EXERCISE: Return the records exactly, from the first line through the "impl PatchDownloader for" line.

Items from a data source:
★ ★ ★ ★ ★ ★ ★

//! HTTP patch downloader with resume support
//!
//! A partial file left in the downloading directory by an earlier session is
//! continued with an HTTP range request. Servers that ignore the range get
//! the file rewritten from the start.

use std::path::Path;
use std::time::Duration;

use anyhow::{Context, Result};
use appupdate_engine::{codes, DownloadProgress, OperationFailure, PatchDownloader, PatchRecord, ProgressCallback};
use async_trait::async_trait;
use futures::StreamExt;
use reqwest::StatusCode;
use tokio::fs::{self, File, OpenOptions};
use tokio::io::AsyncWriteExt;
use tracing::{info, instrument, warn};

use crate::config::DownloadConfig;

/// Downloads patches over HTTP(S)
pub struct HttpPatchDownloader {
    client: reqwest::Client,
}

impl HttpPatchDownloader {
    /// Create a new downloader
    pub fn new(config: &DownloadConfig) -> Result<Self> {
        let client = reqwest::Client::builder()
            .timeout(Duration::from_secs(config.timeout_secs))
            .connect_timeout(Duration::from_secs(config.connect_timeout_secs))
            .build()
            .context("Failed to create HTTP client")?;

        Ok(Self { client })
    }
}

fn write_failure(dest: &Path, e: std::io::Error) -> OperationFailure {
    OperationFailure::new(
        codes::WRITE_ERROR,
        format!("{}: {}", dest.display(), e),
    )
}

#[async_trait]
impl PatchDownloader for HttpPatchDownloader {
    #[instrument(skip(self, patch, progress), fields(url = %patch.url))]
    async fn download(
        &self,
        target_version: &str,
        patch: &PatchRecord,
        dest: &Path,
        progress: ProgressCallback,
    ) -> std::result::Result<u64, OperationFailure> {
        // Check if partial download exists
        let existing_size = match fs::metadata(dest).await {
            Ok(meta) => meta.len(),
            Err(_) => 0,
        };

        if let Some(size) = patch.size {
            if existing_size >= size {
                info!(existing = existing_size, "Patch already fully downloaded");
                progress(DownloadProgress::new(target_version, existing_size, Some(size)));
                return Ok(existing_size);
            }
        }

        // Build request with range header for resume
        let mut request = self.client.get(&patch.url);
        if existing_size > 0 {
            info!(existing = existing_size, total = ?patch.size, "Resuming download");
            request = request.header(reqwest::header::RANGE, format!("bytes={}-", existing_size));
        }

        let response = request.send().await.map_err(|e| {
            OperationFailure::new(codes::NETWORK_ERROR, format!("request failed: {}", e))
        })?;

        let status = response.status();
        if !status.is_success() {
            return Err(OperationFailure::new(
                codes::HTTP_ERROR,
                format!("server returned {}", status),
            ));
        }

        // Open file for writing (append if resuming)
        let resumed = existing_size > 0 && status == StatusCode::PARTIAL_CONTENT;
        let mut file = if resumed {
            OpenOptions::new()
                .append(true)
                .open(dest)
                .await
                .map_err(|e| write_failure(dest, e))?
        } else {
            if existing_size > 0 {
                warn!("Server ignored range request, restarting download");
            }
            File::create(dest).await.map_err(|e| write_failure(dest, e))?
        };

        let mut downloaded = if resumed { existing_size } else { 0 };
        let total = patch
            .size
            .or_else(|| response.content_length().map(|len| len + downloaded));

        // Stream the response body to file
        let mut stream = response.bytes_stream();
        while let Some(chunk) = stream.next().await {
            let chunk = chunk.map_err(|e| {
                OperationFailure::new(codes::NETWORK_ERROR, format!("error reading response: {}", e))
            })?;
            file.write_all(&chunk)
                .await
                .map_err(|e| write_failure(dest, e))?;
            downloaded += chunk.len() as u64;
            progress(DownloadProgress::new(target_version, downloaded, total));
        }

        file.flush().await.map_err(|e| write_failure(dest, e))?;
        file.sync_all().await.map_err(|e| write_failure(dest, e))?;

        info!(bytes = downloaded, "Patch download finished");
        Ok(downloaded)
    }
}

★ ★ ★ ★ ★ ★ ★

SOLUTION TO THIS TASK:
//! HTTP patch downloader with resume support
//!
//! A partial file left in the downloading directory by an earlier session is
//! continued with an HTTP range request. Servers that ignore the range get
//! the file rewritten from the start.

use std::path::Path;
use std::time::Duration;

use anyhow::{Context, Result};
use appupdate_engine::{codes, DownloadProgress, OperationFailure, PatchDownloader, PatchRecord, ProgressCallback};
use async_trait::async_trait;
use futures::StreamExt;
use reqwest::StatusCode;
use tokio::fs::{self, File, OpenOptions};
use tokio::io::AsyncWriteExt;
use tracing::{info, instrument, warn};

use crate::config::DownloadConfig;

/// Downloads patches over HTTP(S)
pub struct HttpPatchDownloader {
    client: reqwest::Client,
}

impl HttpPatchDownloader {
    /// Create a new downloader
    pub fn new(config: &DownloadConfig) -> Result<Self> {
        let client = reqwest::Client::builder()
            .timeout(Duration::from_secs(config.timeout_secs))
            .connect_timeout(Duration::from_secs(config.connect_timeout_secs))
            .build()
            .context("Failed to create HTTP client")?;

        Ok(Self { client })
    }
}

fn write_failure(dest: &Path, e: std::io::Error) -> OperationFailure {
    OperationFailure::new(
        codes::WRITE_ERROR,
        format!("{}: {}", dest.display(), e),
    )
}

#[async_trait]
impl PatchDownloader for HttpPatchDownloader {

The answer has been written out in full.